Very, very true. A good friend spent a few years on match and eventually met a very attractive, smart, cool girl that became his wife. She’s the kinda girl one would think wouldn’t need online dating, which goes to show that women of all types are on there.

And please, do not put your income and pictures with your car. Real women do not care about those things as long as you have a stable job. Listing what you do for work is enough information for smart women to figure things out. Posting your 6-figure income and/or your expensive toy will only attact the wrong type of women.

Again, very much agree. If one wants to date the kind of women on Millionaire Matchmaker, then post your income. But otherwise, for all my guy friends who say that women just want a rich guy, the truth is women just want a guy with stability and some ambition.

barkomatic

No one should rely entirely upon online dating. You should think of your online presence is one leg of a chair. In order to broaden your reach you're going to need to go out and socialize and make friends in addition to your profile on Match.

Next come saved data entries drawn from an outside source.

use deunicode::deunicode;
use regex::Regex;
use std::sync::OnceLock;

fn disallowed_chars() -> &'static Regex {
    static RE: OnceLock<Regex> = OnceLock::new();
    RE.get_or_init(|| Regex::new(r"[^a-z0-9_\s-]").expect("valid slug regex"))
}

fn separators() -> &'static Regex {
    static RE: OnceLock<Regex> = OnceLock::new();
    RE.get_or_init(|| Regex::new(r"[-\s]+").expect("valid separator regex"))
}

/// URL-safe, ASCII-only identifier derived from a display name.
/// `"Go Lang"` becomes `"go-lang"`. Accented and non-Latin letters are
/// transliterated first, so `"Café"` keeps its `e`.
pub fn slugify(name: &str) -> String {
    let ascii = deunicode(name).to_lowercase();
    let kept = disallowed_chars().replace_all(&ascii, "");
    let joined = separators().replace_all(&kept, "-");
    joined.trim_matches(|c| c == '-' || c == '_').to_string()
}
use crate::errors::BlogError;
use serde::{Deserialize, Serialize};

pub const POSTS_PER_PAGE: u32 = 12;
pub const TAGS_PER_PAGE: u32 = 12;
pub const COMMENTS_PER_PAGE: u32 = 10;

#[derive(Deserialize, Debug, Default)]
pub struct PageQuery {
    pub page: Option<String>,
}

/// Resolved page, exposed to templates for the plain prev/next links.
#[derive(Serialize, Debug, Clone, PartialEq)]
pub struct Page {
    pub number: u32,
    pub num_pages: u32,
    pub total: u32,
    pub per_page: u32,
    pub has_previous: bool,
    pub has_next: bool,
}

impl Page {
    pub fn offset(&self) -> u32 {
        (self.number - 1) * self.per_page
    }
}

/// Resolves the `page` parameter against a result count. Accepts a 1-based
/// number or `last`. Anything else, or a page past the end, is a 404, except
/// that page 1 of an empty result always exists.
pub fn resolve_page(raw: Option<&str>, total: u32, per_page: u32) -> Result<Page, BlogError> {
    let num_pages = if total == 0 { 1 } else { (total + per_page - 1) / per_page };

    let number = match raw.map(str::trim) {
        None | Some("") => 1,
        Some("last") => num_pages,
        Some(other) => other
            .parse::<u32>()
            .map_err(|_| BlogError::NotFound(format!("page '{}'", other)))?,
    };

    if number == 0 || number > num_pages {
        return Err(BlogError::NotFound(format!("page {} of {}", number, num_pages)));
    }

    Ok(Page {
        number,
        num_pages,
        total,
        per_page,
        has_previous: number > 1,
        has_next: number < num_pages,
    })
}
use chrono::{DateTime, SecondsFormat, Utc};
use rusqlite::types::Type;
use rusqlite::ErrorCode;
use thiserror::Error;

pub mod comments_db_operations;
pub mod posts_db_operations;
pub mod tags_db_operations;
pub mod users_db_operations;

#[derive(Error, Debug)]
pub enum DbError {
    #[error("Rusqlite error: {0}")]
    Rusqlite(rusqlite::Error),
    #[error("R2D2 Pool error: {0}")]
    Pool(#[from] r2d2::Error),
    #[error("Constraint violation: {0}")]
    Conflict(String),
    #[error("Item not found in database: {0}")]
    NotFound(String),
}

impl From<rusqlite::Error> for DbError {
    fn from(e: rusqlite::Error) -> Self {
        match &e {
            rusqlite::Error::SqliteFailure(inner, msg) if inner.code == ErrorCode::ConstraintViolation => {
                DbError::Conflict(msg.clone().unwrap_or_else(|| inner.to_string()))
            }
            _ => DbError::Rusqlite(e),
        }
    }
}

/// Fixed-width UTC timestamp so that TEXT ordering is chronological ordering.
pub fn to_db_timestamp(dt: &DateTime<Utc>) -> String {
    dt.to_rfc3339_opts(SecondsFormat::Micros, true)
}

pub(crate) fn timestamp_column(row: &rusqlite::Row, idx: usize) -> rusqlite::Result<DateTime<Utc>> {
    let raw: String = row.get(idx)?;
    DateTime::parse_from_rfc3339(&raw)
        .map(|dt| dt.with_timezone(&Utc))
        .map_err(|e| rusqlite::Error::FromSqlConversionFailure(idx, Type::Text, Box::new(e)))
}

pub(crate) fn optional_timestamp_column(row: &rusqlite::Row, idx: usize) -> rusqlite::Result<Option<DateTime<Utc>>> {
    let raw: Option<String> = row.get(idx)?;
    match raw {
        Some(raw) => DateTime::parse_from_rfc3339(&raw)
            .map(|dt| Some(dt.with_timezone(&Utc)))
            .map_err(|e| rusqlite::Error::FromSqlConversionFailure(idx, Type::Text, Box::new(e))),
        None => Ok(None),
    }
}


#[cfg(test)]
mod tests {
    use super::*;
    use chrono::TimeZone;

    #[test]
    fn timestamps_are_fixed_width_and_sortable() {
        let early = Utc.with_ymd_and_hms(2020, 1, 2, 3, 4, 5).unwrap();
        let late = early + chrono::Duration::microseconds(1);
        let a = to_db_timestamp(&early);
        let b = to_db_timestamp(&late);
        assert_eq!(a.len(), b.len());
        assert!(a < b);
        assert_eq!(a, "2020-01-02T03:04:05.000000Z");
    }

    #[test]
    fn unique_violations_become_conflicts() {
        let conn = test_support::memory_db();
        conn.execute(
            "INSERT INTO tags (name, slug, subheading, overview) VALUES ('Rust', 'rust', '', '')",
            [],
        ).unwrap();
        let err = conn.execute(
            "INSERT INTO tags (name, slug, subheading, overview) VALUES ('Rust', 'rust-2', '', '')",
            [],
        ).unwrap_err();
        assert!(matches!(DbError::from(err), DbError::Conflict(_)));
    }
}
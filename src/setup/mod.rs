pub mod db_setup;
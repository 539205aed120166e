#[macro_use]
mod common;

use actix_web::http::StatusCode;
use actix_web::test;
use common::{TestContext, CSRF_TOKEN};

fn insert_post(ctx: &TestContext, author_id: i64, published: bool) -> i64 {
    let conn = ctx.pool.get().unwrap();
    let publish = if published { Some("2021-03-01T10:00:00.000000Z") } else { None };
    conn.execute(
        "INSERT INTO posts (author_id, title, created_date, publish_date) VALUES (?1, 'Post', '2021-01-01T10:00:00.000000Z', ?2)",
        rusqlite::params![author_id, publish],
    )
    .unwrap();
    conn.last_insert_rowid()
}

fn insert_comment(ctx: &TestContext, post_id: i64, author_id: i64, text: &str) -> i64 {
    let conn = ctx.pool.get().unwrap();
    conn.execute(
        "INSERT INTO comments (post_id, author_id, created_date, text) VALUES (?1, ?2, '2021-04-01T00:00:00.000000Z', ?3)",
        rusqlite::params![post_id, author_id, text],
    )
    .unwrap();
    conn.last_insert_rowid()
}

#[actix_web::test]
async fn readers_comment_on_published_posts() {
    let ctx = TestContext::new();
    let ann = ctx.create_user("ann", "pw", true);
    ctx.create_user("reader", "pw", false);
    let post = insert_post(&ctx, ann, true);
    let app = test::init_service(ctx.app()).await;
    let uri = format!("/post/{}", post);

    let req = test::TestRequest::post()
        .uri(&uri)
        .cookie(common::csrf_cookie())
        .set_form([("csrf_token", CSRF_TOKEN), ("text", "Nice")])
        .to_request();
    let resp = test::call_service(&app, req).await;
    assert_eq!(resp.status(), StatusCode::FOUND);
    assert!(common::location(&resp).starts_with("/accounts/login?next="));

    let session = login!(app, "reader");
    let req = test::TestRequest::post()
        .uri(&uri)
        .cookie(session.clone())
        .cookie(common::csrf_cookie())
        .set_form([("csrf_token", CSRF_TOKEN), ("text", "Nice")])
        .to_request();
    let resp = test::call_service(&app, req).await;
    assert_eq!(common::location(&resp), uri);
    let page = follow!(app, resp, session);
    assert!(page.contains("Comment posted successfully!"));
    assert!(page.contains("1 comment"));
    assert!(page.contains("Nice"));
}

#[actix_web::test]
async fn blank_comment_re_renders_the_post() {
    let ctx = TestContext::new();
    let ann = ctx.create_user("ann", "pw", true);
    let post = insert_post(&ctx, ann, true);
    let app = test::init_service(ctx.app()).await;
    let session = login!(app, "ann");

    let req = test::TestRequest::post()
        .uri(&format!("/post/{}", post))
        .cookie(session)
        .cookie(common::csrf_cookie())
        .set_form([("csrf_token", CSRF_TOKEN), ("text", "   ")])
        .to_request();
    let resp = test::call_service(&app, req).await;
    assert_eq!(resp.status(), StatusCode::OK);
    let page = String::from_utf8(test::read_body(resp).await.to_vec()).unwrap();
    assert!(page.contains("This field is required."));
    assert!(page.contains(&format!("name=\"csrf_token\" value=\"{}\"", CSRF_TOKEN)));
    assert_eq!(ctx.count("SELECT COUNT(*) FROM comments"), 0);
}

#[actix_web::test]
async fn comments_need_a_matching_form_token() {
    let ctx = TestContext::new();
    let ann = ctx.create_user("ann", "pw", true);
    let post = insert_post(&ctx, ann, true);
    let app = test::init_service(ctx.app()).await;
    let session = login!(app, "ann");

    let req = test::TestRequest::post()
        .uri(&format!("/post/{}", post))
        .cookie(session.clone())
        .set_form([("csrf_token", CSRF_TOKEN), ("text", "No cookie")])
        .to_request();
    assert_eq!(test::call_service(&app, req).await.status(), StatusCode::UNPROCESSABLE_ENTITY);

    let req = test::TestRequest::post()
        .uri(&format!("/post/{}", post))
        .cookie(session)
        .cookie(common::csrf_cookie())
        .set_form([("text", "No token")])
        .to_request();
    assert_eq!(test::call_service(&app, req).await.status(), StatusCode::UNPROCESSABLE_ENTITY);
    assert_eq!(ctx.count("SELECT COUNT(*) FROM comments"), 0);
}

#[actix_web::test]
async fn drafts_do_not_accept_comments() {
    let ctx = TestContext::new();
    let ann = ctx.create_user("ann", "pw", true);
    let draft = insert_post(&ctx, ann, false);
    let app = test::init_service(ctx.app()).await;
    let session = login!(app, "ann");

    let req = test::TestRequest::post()
        .uri(&format!("/post/{}", draft))
        .cookie(session)
        .cookie(common::csrf_cookie())
        .set_form([("csrf_token", CSRF_TOKEN), ("text", "Early")])
        .to_request();
    assert_eq!(test::call_service(&app, req).await.status(), StatusCode::FORBIDDEN);
    assert_eq!(ctx.count("SELECT COUNT(*) FROM comments"), 0);
}

#[actix_web::test]
async fn comment_edit_is_author_only_and_delete_allows_staff() {
    let ctx = TestContext::new();
    let ann = ctx.create_user("ann", "pw", true);
    let reader = ctx.create_user("reader", "pw", false);
    ctx.create_user("other", "pw", false);
    let post = insert_post(&ctx, ann, true);
    let comment = insert_comment(&ctx, post, reader, "original");
    let app = test::init_service(ctx.app()).await;

    let other = login!(app, "other");
    let req = test::TestRequest::get().uri(&format!("/comment/update/{}", comment)).cookie(other.clone()).to_request();
    assert_eq!(test::call_service(&app, req).await.status(), StatusCode::FORBIDDEN);
    let req = test::TestRequest::post()
        .uri(&format!("/comment/delete/{}", comment))
        .cookie(other)
        .cookie(common::csrf_cookie())
        .set_form([("csrf_token", CSRF_TOKEN)])
        .to_request();
    assert_eq!(test::call_service(&app, req).await.status(), StatusCode::FORBIDDEN);

    // Staff may delete but not edit someone else's comment.
    let staff = login!(app, "ann");
    let req = test::TestRequest::get().uri(&format!("/comment/update/{}", comment)).cookie(staff.clone()).to_request();
    assert_eq!(test::call_service(&app, req).await.status(), StatusCode::FORBIDDEN);

    let author = login!(app, "reader");
    let req = test::TestRequest::post()
        .uri(&format!("/comment/update/{}", comment))
        .cookie(author.clone())
        .cookie(common::csrf_cookie())
        .set_form([("csrf_token", CSRF_TOKEN), ("text", "revised")])
        .to_request();
    let resp = test::call_service(&app, req).await;
    assert_eq!(common::location(&resp), format!("/post/{}", post));
    let page = follow!(app, resp, author);
    assert!(page.contains("Comment was edited successfully!"));
    assert!(page.contains("revised"));
    assert!(page.contains("(edited)"));

    let req = test::TestRequest::get().uri(&format!("/comment/delete/{}", comment)).cookie(staff.clone()).to_request();
    assert_eq!(test::call_service(&app, req).await.status(), StatusCode::OK);
    let req = test::TestRequest::post()
        .uri(&format!("/comment/delete/{}", comment))
        .cookie(staff.clone())
        .cookie(common::csrf_cookie())
        .set_form([("csrf_token", CSRF_TOKEN)])
        .to_request();
    let resp = test::call_service(&app, req).await;
    let page = follow!(app, resp, staff);
    assert!(page.contains("Comment deleted"));
    assert_eq!(ctx.count("SELECT COUNT(*) FROM comments"), 0);
}

#[actix_web::test]
async fn comment_list_pages_by_ten() {
    let ctx = TestContext::new();
    let ann = ctx.create_user("ann", "pw", true);
    let post = insert_post(&ctx, ann, true);
    for i in 0..11 {
        insert_comment(&ctx, post, ann, &format!("comment-{}", i));
    }
    let app = test::init_service(ctx.app()).await;

    let resp = test::call_service(&app, test::TestRequest::get().uri(&format!("/post/{}", post)).to_request()).await;
    let page = String::from_utf8(test::read_body(resp).await.to_vec()).unwrap();
    assert!(page.contains("11 comments"));
    assert!(page.contains("More comments"));

    let req = test::TestRequest::get().uri(&format!("/post/{}/comments?page=2", post)).to_request();
    let resp = test::call_service(&app, req).await;
    assert_eq!(resp.status(), StatusCode::OK);
    let page = String::from_utf8(test::read_body(resp).await.to_vec()).unwrap();
    assert_eq!(page.matches("class=\"comment\"").count(), 1);

    let req = test::TestRequest::get().uri(&format!("/post/{}/comments?page=3", post)).to_request();
    assert_eq!(test::call_service(&app, req).await.status(), StatusCode::NOT_FOUND);
}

Right, exactly what I was trying to say, only you said it better.


srjth

I'm starting to think even bars are better too. And by the way, men online have high standards, expectations and misrepresent themselves too.

Yes, for sure. Some of my guy friends expect Mila Kunis to ask them out any day now...

Raptor76

Reminds me of a friend of mine who is black. He talks about black women being ugly, having attitudes, and he would never date them...yet he complains about the injustice of white women not dating him cause he is black..sigh

I hate to say it, but I have a few lady-friends who are overweight, only want guys in shape, and get furious when such men aren't interested. Similarly, I have a lady-friend (cute, but not drop-dead and has a bad attitude) who is so bitter and confused that despite the fact she makes good money and is highly educated (and is a snob about it), yet she can't find her Brad Pitt.

Anyway, yes people have their preferences but absurd, even hypocritical, demands often leads to eternal loneliness and increasing bitterness.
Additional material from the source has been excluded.